Jahre-, ja vielleicht jahrzehntelang gab es nur ganz wenige Zauberkünstler, die ein abendfüllendes Programm zeigten. In der Fachpresse wurde sogar gelegentlich von einem solchen Programm abgeraten, da die Zauberei das Publikum nicht so lange unterhalten könne!
Um so erfreulicher ist es, dass in den letzten Jahren immer mehr Zauberkünstler den Versuch wagen, ein eigenständiges Soloprogramm zu entwickeln. Noch erfreulicher ist es für den Betrachter, dass dabei sehr unterschiedliche Programme zustande kommen, die der Öffentlichkeit das Spektrum der Zauberkunst vor Augen führen. Eines möchte ich hier vorstellen: Youri Obreskov – im Augenblick des Zauberers.
Eine komplett leere Bühne, keine Musik, kein spezielles Licht – nur ein Mann in Weste mit Kartenspiel und einigen anderen kleinen Requisiten, die er bei sich trägt.

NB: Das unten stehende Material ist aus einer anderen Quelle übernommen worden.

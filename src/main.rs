use nbsim::{bench_gravity, bench_run};
use nbsim::{LevelGenerator, LevelId, Scenario, ScenarioConfig};

use anyhow::{Context, Result};
use clap::Parser;
use log::info;

use std::path::PathBuf;

#[derive(Parser, Debug)]
struct Args {
    /// Scenario file, looked up under `scenarios/`
    #[arg(short, default_value = "false_stability.yaml")]
    file_name: String,

    /// Replace the file's level with a named scenario or level number
    #[arg(long)]
    level: Option<LevelId>,

    /// Seed for procedural levels
    #[arg(long)]
    seed: Option<u64>,

    /// Run the benchmarks instead of a scenario
    #[arg(long)]
    bench: bool,
}

// load here to keep main clean
fn load_scenario_from_yaml(args: &Args) -> Result<ScenarioConfig> {
    let config_path = PathBuf::from(env!("CARGO_MANIFEST_DIR"))
        .join("scenarios")
        .join(&args.file_name);
    let mut scenario_cfg = ScenarioConfig::from_yaml_file(&config_path)
        .with_context(|| format!("failed to load scenario {}", config_path.display()))?;

    if let Some(level) = &args.level {
        scenario_cfg.level = Some(level.clone());
        scenario_cfg.system = None;
    }
    if args.seed.is_some() {
        scenario_cfg.seed = args.seed;
    }

    Ok(scenario_cfg)
}

/// Relative drift `|e1 - e0| / |e0|`, or the absolute drift when the run
/// started at (near) zero energy, e.g. a single body at rest
fn energy_drift(e0: f64, e1: f64) -> (f64, &'static str) {
    if e0.abs() > f64::EPSILON {
        (((e1 - e0) / e0).abs(), "relative")
    } else {
        ((e1 - e0).abs(), "absolute")
    }
}

fn main() -> Result<()> {
    env_logger::Builder::from_env(env_logger::Env::default().default_filter_or("info")).init();

    let args = Args::parse();

    if args.bench {
        bench_gravity()?;
        bench_run()?;
        return Ok(());
    }

    let scenario_cfg = load_scenario_from_yaml(&args)?;

    let mut generator = LevelGenerator::new();
    let scenario = Scenario::build_scenario(scenario_cfg, &mut generator)?;
    let labels = scenario.level.labels.clone();

    let (mut sim, params) = scenario.into_simulation();
    let e0 = sim.ensemble().total_energy();

    let history = sim.run_with(&params);

    let ensemble = sim.ensemble();
    let e1 = ensemble.total_energy();
    let final_t = history.times().last().copied().unwrap_or(0.0);

    let (drift, kind) = energy_drift(e0, e1);
    info!(
        "{} snapshots, final t = {:.4}, {} energy drift = {:.3e}",
        history.len(),
        final_t,
        kind,
        drift
    );
    for (label, x) in labels.iter().zip(ensemble.positions()) {
        info!("{:>10}: [{:+.4}, {:+.4}, {:+.4}]", label, x.x, x.y, x.z);
    }
    if !ensemble.is_finite() {
        log::warn!("state became non-finite during the run");
    }

    Ok(())
}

Dieser puristische Ansatz ist bewusst gewählt: Der ursprünglich aus Petersburg stammende und heute in Deutschland lebende Zauberer Youri Obrezkov will, dass „alles so unmöglich wie möglich“ erscheint, damit die Menschen wieder staunen können. Und da würden Kisten und andere Requisiten nur stören. Er verlässt sich ganz und gar auf seine Fingerfertigkeit, die ihm schon viele Preise der Fachwelt eingebracht hat. Aber nicht nur das. Er gehört zu jenen wenigen Künstlern, die über die Kunst nachdenken, die Psychologie der Kunststücke bedenken. Wer also die große Show will, sollte wegbleiben. Wer aber erleben will, dass Zauberkunst „mit Nichts“ möglich ist, und letztlich im Kopf der Zuschauer stattfindet, der sollte sich das Programm anschauen. Youri Obrezkov liebt die Zauberei – und das merkt man!